To answer your implied question as to whether or not the RTDs are even necessary when you have an overload relay and unbalance protection, the answer may be more code related that technical.
From a technical standpoint, the answer would be no. An OL relay is the only thing absolutely necessary. But on very big very expensive motors, relying only on an OL relay for motor protection is like saying you are willing to drive a very expensive car by looking only at the "idiot lights" on the dash board, not the gauges that can give you an idea of what is ABOUT to happen by watching a trend. RTDs, fed into a Motor Protection Relay, accomplish that extra degree of protection that can help prevent a very costly repair and often more importantly, extremely expensive down time. The general rule is that the bigger the motor, the more important it is going to be in the process of your plant doing what it does. So having the best protection system for it provides a higher degree of protection against unexpected shutdowns.

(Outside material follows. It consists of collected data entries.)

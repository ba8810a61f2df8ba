//! Custom assertions for common verification patterns
//!
//! Provides chained assertion helpers over batch summaries and event logs
//! that give better error messages than bare `assert_eq!`.

use std::time::Duration;
use surge_runtime::{BatchSummary, LogEvent, Severity};

/// Summary assertion helpers
pub struct SummaryAssertions<'a> {
    summary: &'a BatchSummary,
}

impl<'a> SummaryAssertions<'a> {
    /// Create assertions for a summary
    pub fn new(summary: &'a BatchSummary) -> Self {
        Self { summary }
    }

    /// Assert every task ended as completed or failed
    pub fn assert_conserved(self) -> Self {
        assert_eq!(
            self.summary.completed + self.summary.failed,
            self.summary.total_tasks,
            "Expected completed ({}) + failed ({}) to equal total ({})",
            self.summary.completed,
            self.summary.failed,
            self.summary.total_tasks
        );
        self
    }

    /// Assert the number of completed tasks
    pub fn assert_completed(self, expected: usize) -> Self {
        assert_eq!(
            self.summary.completed, expected,
            "Expected {} completed tasks but got {}",
            expected, self.summary.completed
        );
        self
    }

    /// Assert the number of failed tasks
    pub fn assert_failed(self, expected: usize) -> Self {
        assert_eq!(
            self.summary.failed, expected,
            "Expected {} failed tasks but got {}",
            expected, self.summary.failed
        );
        self
    }

    /// Assert the observed peak concurrency
    pub fn assert_max_concurrency(self, expected: usize) -> Self {
        assert_eq!(
            self.summary.max_concurrency, expected,
            "Expected max concurrency {} but got {}",
            expected, self.summary.max_concurrency
        );
        self
    }

    /// Assert peak concurrency stayed within a bound
    pub fn assert_max_concurrency_at_most(self, bound: usize) -> Self {
        assert!(
            self.summary.max_concurrency <= bound,
            "Expected max concurrency at most {} but got {}",
            bound,
            self.summary.max_concurrency
        );
        self
    }

    /// Assert elapsed time equals `expected` exactly (paused clock)
    pub fn assert_elapsed(self, expected: Duration) -> Self {
        assert_eq!(
            self.summary.elapsed, expected,
            "Expected elapsed {:?} but got {:?}",
            expected, self.summary.elapsed
        );
        self
    }

    /// Assert elapsed time lies within `[low, high]`
    pub fn assert_elapsed_between(self, low: Duration, high: Duration) -> Self {
        assert!(
            self.summary.elapsed >= low && self.summary.elapsed <= high,
            "Expected elapsed between {:?} and {:?} but got {:?}",
            low,
            high,
            self.summary.elapsed
        );
        self
    }
}

/// Event log assertion helpers
pub struct EventAssertions<'a> {
    events: &'a [LogEvent],
}

impl<'a> EventAssertions<'a> {
    /// Create assertions for an event log
    pub fn new(events: &'a [LogEvent]) -> Self {
        Self { events }
    }

    /// Assert sequence numbers run 0, 1, 2, ... without gaps
    pub fn assert_sequential(self) -> Self {
        for (position, event) in self.events.iter().enumerate() {
            assert_eq!(
                event.sequence, position as u64,
                "Expected event at position {} to have sequence {} but got {}",
                position, position, event.sequence
            );
        }
        self
    }

    /// Assert some event message contains `needle`
    pub fn assert_contains(self, needle: &str) -> Self {
        assert!(
            self.events.iter().any(|event| event.message.contains(needle)),
            "Expected an event containing '{}'",
            needle
        );
        self
    }

    /// Assert no event message contains `needle`
    pub fn assert_not_contains(self, needle: &str) -> Self {
        let found = self.events.iter().find(|event| event.message.contains(needle));
        assert!(
            found.is_none(),
            "Expected no event containing '{}' but found '{}'",
            needle,
            found.map(|event| event.message.as_str()).unwrap_or_default()
        );
        self
    }

    /// Assert the number of events with a severity
    pub fn assert_severity_count(self, severity: Severity, expected: usize) -> Self {
        let count = self
            .events
            .iter()
            .filter(|event| event.severity == severity)
            .count();
        assert_eq!(
            count, expected,
            "Expected {} {} events but got {}",
            expected, severity, count
        );
        self
    }

    /// Assert each task's events open with its request and end at most once
    pub fn assert_task_lifecycles(self, tasks: usize) -> Self {
        for task in 1..=tasks {
            let lifecycle: Vec<&LogEvent> = self
                .events
                .iter()
                .filter(|event| event.task == Some(task))
                .collect();

            let Some(first) = lifecycle.first() else {
                continue;
            };
            if first.severity == Severity::Warning {
                // Canceled before admission
                assert_eq!(lifecycle.len(), 1, "Task {} logged after cancellation", task);
                continue;
            }

            assert_eq!(
                first.severity,
                Severity::Request,
                "Expected task {} to start with a request event",
                task
            );
            assert!(
                lifecycle.len() <= 2,
                "Expected at most two events for task {} but got {}",
                task,
                lifecycle.len()
            );

            if let Some(last) = lifecycle.get(1) {
                assert!(
                    matches!(
                        last.severity,
                        Severity::Success | Severity::Error | Severity::Warning
                    ),
                    "Expected task {} to end with success, error or cancellation, got {}",
                    task,
                    last.severity
                );
                assert!(
                    last.sequence > first.sequence,
                    "Expected task {} to end (sequence {}) after its request (sequence {})",
                    task,
                    last.sequence,
                    first.sequence
                );
            }
        }
        self
    }
}

#[cfg(test)]
mod tests {
    use super::*;
    use chrono::Utc;

    fn event(sequence: u64, severity: Severity, task: usize) -> LogEvent {
        LogEvent {
            sequence,
            timestamp: Utc::now(),
            severity,
            task: Some(task),
            message: format!("[{}] {}", task, severity),
        }
    }

    #[test]
    fn test_task_lifecycles_accept_request_then_end() {
        let events = vec![
            event(0, Severity::Request, 1),
            event(1, Severity::Request, 2),
            event(2, Severity::Error, 2),
            event(3, Severity::Success, 1),
            event(4, Severity::Warning, 3),
        ];
        EventAssertions::new(&events).assert_task_lifecycles(3);
    }

    #[test]
    #[should_panic(expected = "to end with success, error or cancellation")]
    fn test_task_lifecycles_reject_second_request() {
        let events = vec![event(0, Severity::Request, 1), event(1, Severity::Request, 1)];
        EventAssertions::new(&events).assert_task_lifecycles(1);
    }

    #[test]
    #[should_panic(expected = "after its request")]
    fn test_task_lifecycles_reject_end_before_request() {
        let events = vec![event(1, Severity::Request, 1), event(0, Severity::Success, 1)];
        EventAssertions::new(&events).assert_task_lifecycles(1);
    }

    #[test]
    #[should_panic(expected = "to start with a request event")]
    fn test_task_lifecycles_reject_missing_request() {
        let events = vec![event(0, Severity::Success, 1)];
        EventAssertions::new(&events).assert_task_lifecycles(1);
    }
}
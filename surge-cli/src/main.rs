//! Surge CLI tool

use clap::{Parser, Subcommand, ValueEnum};
use std::sync::Arc;
use surge_runtime::{BatchOutcome, ResourceIdentity, Scenario};
use tracing_subscriber::EnvFilter;

mod commands;
mod polling;

#[derive(Parser)]
#[command(name = "surge")]
#[command(author, version, about = "Bounded-concurrency batch runner", long_about = None)]
struct Cli {
    #[command(subcommand)]
    command: Commands,

    /// Enable verbose logging
    #[arg(short, long, global = true)]
    verbose: bool,

    /// Log output format
    #[arg(long, value_enum, default_value = "text", global = true)]
    log_format: LogFormat,
}

#[derive(Clone, Copy, Debug, PartialEq, Eq, ValueEnum)]
enum LogFormat {
    Text,
    Json,
}

#[derive(Subcommand)]
enum Commands {
    /// Run one batch against a simulated slow backend
    Run {
        /// Number of tasks to launch
        #[arg(long, env = "SURGE_TASKS", default_value = "10", allow_negative_numbers = true)]
        tasks: i64,

        /// Admission gate permits (0 = unlimited)
        #[arg(long, env = "SURGE_PERMITS", default_value = "0", allow_negative_numbers = true)]
        permits: i64,

        /// Latency of each backend call in milliseconds
        #[arg(long, env = "SURGE_LATENCY_MS", default_value = "1500")]
        latency_ms: u64,

        /// Resource mapping: fixed:<id>, round-robin:<count>, or per-task
        #[arg(long, default_value = "fixed:1", value_parser = parse_identity)]
        identity: ResourceIdentity,

        /// Resource ids whose requests fail
        #[arg(long = "fail-resource")]
        fail_resources: Vec<u64>,

        #[command(flatten)]
        output: OutputArgs,
    },

    /// Run the same workload without and with an admission gate
    Compare {
        /// Number of tasks to launch
        #[arg(long, env = "SURGE_TASKS", default_value = "10")]
        tasks: i64,

        /// Admission gate permits for the gated run
        #[arg(long, env = "SURGE_PERMITS", default_value = "3")]
        permits: i64,

        /// Latency of each backend call in milliseconds
        #[arg(long, env = "SURGE_LATENCY_MS", default_value = "500")]
        latency_ms: u64,

        /// Resource mapping: fixed:<id>, round-robin:<count>, or per-task
        #[arg(long, default_value = "round-robin:3", value_parser = parse_identity)]
        identity: ResourceIdentity,

        /// Print the report as JSON
        #[arg(long)]
        json: bool,
    },

    /// Run a preset workload
    Scenario {
        /// Scenario name (same-resource or round-robin)
        scenario: Scenario,

        /// Admission gate permits (0 = unlimited)
        #[arg(long, default_value = "0")]
        permits: i64,

        /// Override the preset latency in milliseconds
        #[arg(long)]
        latency_ms: Option<u64>,

        #[command(flatten)]
        output: OutputArgs,
    },
}

/// Shared output options for batch commands
#[derive(clap::Args, Debug, Clone)]
struct OutputArgs {
    /// Poll and display progress snapshots instead of streaming events
    #[arg(long)]
    watch: bool,

    /// Poll interval in milliseconds when using --watch
    #[arg(long, default_value = "250")]
    poll_interval_ms: u64,

    /// Give up waiting after this many seconds
    #[arg(long, default_value = "600")]
    timeout: u64,

    /// Print the final outcome as JSON
    #[arg(long)]
    json: bool,

    /// Print Prometheus metrics after the batch
    #[arg(long)]
    metrics: bool,
}

/// Parse a resource identity flag value
fn parse_identity(value: &str) -> Result<ResourceIdentity, String> {
    if value == "per-task" {
        return Ok(ResourceIdentity::Custom(Arc::new(|index| index as u64 + 1)));
    }

    let (kind, arg) = value
        .split_once(':')
        .ok_or_else(|| format!("invalid identity '{}': expected kind:value", value))?;
    let number: u64 = arg
        .parse()
        .map_err(|_| format!("invalid identity '{}': '{}' is not a number", value, arg))?;

    match kind {
        "fixed" => Ok(ResourceIdentity::Fixed(number)),
        "round-robin" if number > 0 => Ok(ResourceIdentity::RoundRobin { ids: number }),
        "round-robin" => Err("round-robin needs at least one resource id".to_string()),
        other => Err(format!(
            "unknown identity kind '{}' (expected fixed, round-robin, or per-task)",
            other
        )),
    }
}

fn init_logging(verbose: bool, format: LogFormat) {
    // Batch events are printed directly; keep tracing quiet unless asked.
    let log_level = if verbose { "debug" } else { "warn" };
    let filter = EnvFilter::try_from_default_env().unwrap_or_else(|_| EnvFilter::new(log_level));

    match format {
        LogFormat::Text => tracing_subscriber::fmt().with_env_filter(filter).init(),
        LogFormat::Json => tracing_subscriber::fmt()
            .json()
            .with_env_filter(filter)
            .init(),
    }
}

/// Process exit code for a batch outcome
fn exit_code(outcome: &BatchOutcome) -> i32 {
    match outcome {
        BatchOutcome::Completed(summary) if summary.is_clean() => 0,
        BatchOutcome::Completed(_) | BatchOutcome::Canceled { .. } => 1,
    }
}

#[tokio::main]
async fn main() -> anyhow::Result<()> {
    let cli = Cli::parse();
    init_logging(cli.verbose, cli.log_format);

    match cli.command {
        Commands::Run {
            tasks,
            permits,
            latency_ms,
            identity,
            fail_resources,
            output,
        } => {
            let request = commands::run::RunRequest {
                tasks,
                permits,
                latency_ms,
                identity,
                fail_resources,
            };
            let outcome = commands::run::execute(request, &output.into()).await?;
            std::process::exit(exit_code(&outcome));
        }
        Commands::Compare {
            tasks,
            permits,
            latency_ms,
            identity,
            json,
        } => {
            commands::compare::execute(tasks, permits, latency_ms, identity, json).await?;
        }
        Commands::Scenario {
            scenario,
            permits,
            latency_ms,
            output,
        } => {
            let outcome =
                commands::scenario::execute(scenario, permits, latency_ms, &output.into()).await?;
            std::process::exit(exit_code(&outcome));
        }
    }

    Ok(())
}

impl From<OutputArgs> for commands::OutputOptions {
    fn from(args: OutputArgs) -> Self {
        Self {
            watch: args.watch,
            poll_interval: std::time::Duration::from_millis(args.poll_interval_ms.max(1)),
            timeout: std::time::Duration::from_secs(args.timeout),
            json: args.json,
            metrics: args.metrics,
        }
    }
}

That said, what Carlos said is right. Generally there are at least 6 RTDs, and although the MPR may be looking at all 6, we usually enable a feature called "voting" in which only 3 of them need to agree with each other to guard against the exact scenario you are experiencing. Remember, it's all about the down time. So check your MPR programming and make sure that "voting" is enabled, it may allow you to get up and running again until your next scheduled maintenance shutdown where you can fix the bad RTD.
The one caveat I alluded to above in it being a code issue has to do with it being an explosion proof motor. I don't know for sure because we don't need RTDs in Exp. motors in the US, but I've heard that some countries require them. Worth checking into.